**Your task**
Write down nothing except how many lines in the entries contain "Deserialize".

Records drawn from a dataset:

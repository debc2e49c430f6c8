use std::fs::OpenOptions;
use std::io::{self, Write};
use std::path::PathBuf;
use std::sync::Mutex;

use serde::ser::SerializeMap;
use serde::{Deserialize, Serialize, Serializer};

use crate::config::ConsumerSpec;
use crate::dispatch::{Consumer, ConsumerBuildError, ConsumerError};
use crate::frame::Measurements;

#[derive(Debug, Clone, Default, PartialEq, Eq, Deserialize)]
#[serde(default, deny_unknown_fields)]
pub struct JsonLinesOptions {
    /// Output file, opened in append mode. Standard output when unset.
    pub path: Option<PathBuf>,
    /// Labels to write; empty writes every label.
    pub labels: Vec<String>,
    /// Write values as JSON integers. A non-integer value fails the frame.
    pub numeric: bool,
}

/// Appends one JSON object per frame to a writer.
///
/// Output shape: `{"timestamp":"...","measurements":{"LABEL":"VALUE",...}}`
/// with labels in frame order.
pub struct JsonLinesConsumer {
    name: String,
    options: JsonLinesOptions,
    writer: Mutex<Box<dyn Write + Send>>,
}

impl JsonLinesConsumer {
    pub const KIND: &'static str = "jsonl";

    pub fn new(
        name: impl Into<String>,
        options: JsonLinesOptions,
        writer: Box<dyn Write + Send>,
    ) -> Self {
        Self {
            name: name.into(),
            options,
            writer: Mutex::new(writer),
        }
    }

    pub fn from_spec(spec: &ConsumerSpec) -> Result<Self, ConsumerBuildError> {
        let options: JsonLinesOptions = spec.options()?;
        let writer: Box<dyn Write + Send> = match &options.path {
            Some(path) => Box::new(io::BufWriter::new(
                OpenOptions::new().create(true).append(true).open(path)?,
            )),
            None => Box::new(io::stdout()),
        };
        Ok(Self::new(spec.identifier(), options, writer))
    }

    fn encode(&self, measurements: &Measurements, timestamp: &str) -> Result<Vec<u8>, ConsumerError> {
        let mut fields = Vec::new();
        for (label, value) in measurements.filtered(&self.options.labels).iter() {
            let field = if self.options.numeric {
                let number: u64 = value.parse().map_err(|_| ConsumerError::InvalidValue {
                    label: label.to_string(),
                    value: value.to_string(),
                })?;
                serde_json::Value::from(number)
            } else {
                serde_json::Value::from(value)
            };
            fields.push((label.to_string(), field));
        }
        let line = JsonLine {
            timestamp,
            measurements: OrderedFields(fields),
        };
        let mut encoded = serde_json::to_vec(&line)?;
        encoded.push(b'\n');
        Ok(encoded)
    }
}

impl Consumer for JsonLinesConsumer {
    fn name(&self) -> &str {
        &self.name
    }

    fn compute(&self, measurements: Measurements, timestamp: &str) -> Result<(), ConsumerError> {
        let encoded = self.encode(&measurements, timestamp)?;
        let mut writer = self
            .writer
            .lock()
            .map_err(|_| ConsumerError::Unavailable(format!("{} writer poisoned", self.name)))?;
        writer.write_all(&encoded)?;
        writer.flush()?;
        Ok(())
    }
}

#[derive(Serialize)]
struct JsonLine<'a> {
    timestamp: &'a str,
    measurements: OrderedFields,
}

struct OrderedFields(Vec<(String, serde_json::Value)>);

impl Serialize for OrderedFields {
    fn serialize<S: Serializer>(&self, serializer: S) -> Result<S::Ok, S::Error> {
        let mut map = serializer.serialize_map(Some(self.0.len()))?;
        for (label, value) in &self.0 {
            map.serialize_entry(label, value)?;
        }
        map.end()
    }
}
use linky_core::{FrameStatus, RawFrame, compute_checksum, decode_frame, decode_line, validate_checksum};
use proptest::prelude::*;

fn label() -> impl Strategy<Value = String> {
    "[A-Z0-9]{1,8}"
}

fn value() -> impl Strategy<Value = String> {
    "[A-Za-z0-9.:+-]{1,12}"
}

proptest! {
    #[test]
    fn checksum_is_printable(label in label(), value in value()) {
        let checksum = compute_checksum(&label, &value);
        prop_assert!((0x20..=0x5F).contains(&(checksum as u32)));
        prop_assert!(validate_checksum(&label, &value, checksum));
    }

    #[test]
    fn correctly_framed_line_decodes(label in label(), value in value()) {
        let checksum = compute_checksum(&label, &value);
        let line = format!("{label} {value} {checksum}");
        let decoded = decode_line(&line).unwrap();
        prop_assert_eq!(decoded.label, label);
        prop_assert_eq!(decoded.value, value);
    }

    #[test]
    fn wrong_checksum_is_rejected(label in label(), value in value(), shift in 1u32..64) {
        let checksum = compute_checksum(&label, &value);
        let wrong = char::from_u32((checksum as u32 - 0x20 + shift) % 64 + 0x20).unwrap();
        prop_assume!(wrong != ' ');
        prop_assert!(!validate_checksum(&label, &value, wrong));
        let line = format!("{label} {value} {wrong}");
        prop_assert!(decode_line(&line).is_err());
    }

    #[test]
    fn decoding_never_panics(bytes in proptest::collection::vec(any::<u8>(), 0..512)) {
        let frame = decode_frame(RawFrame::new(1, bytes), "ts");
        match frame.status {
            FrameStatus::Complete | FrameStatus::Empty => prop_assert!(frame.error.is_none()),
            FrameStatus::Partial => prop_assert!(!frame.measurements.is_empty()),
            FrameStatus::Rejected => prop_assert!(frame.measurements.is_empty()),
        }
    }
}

**Answer to this problem**
2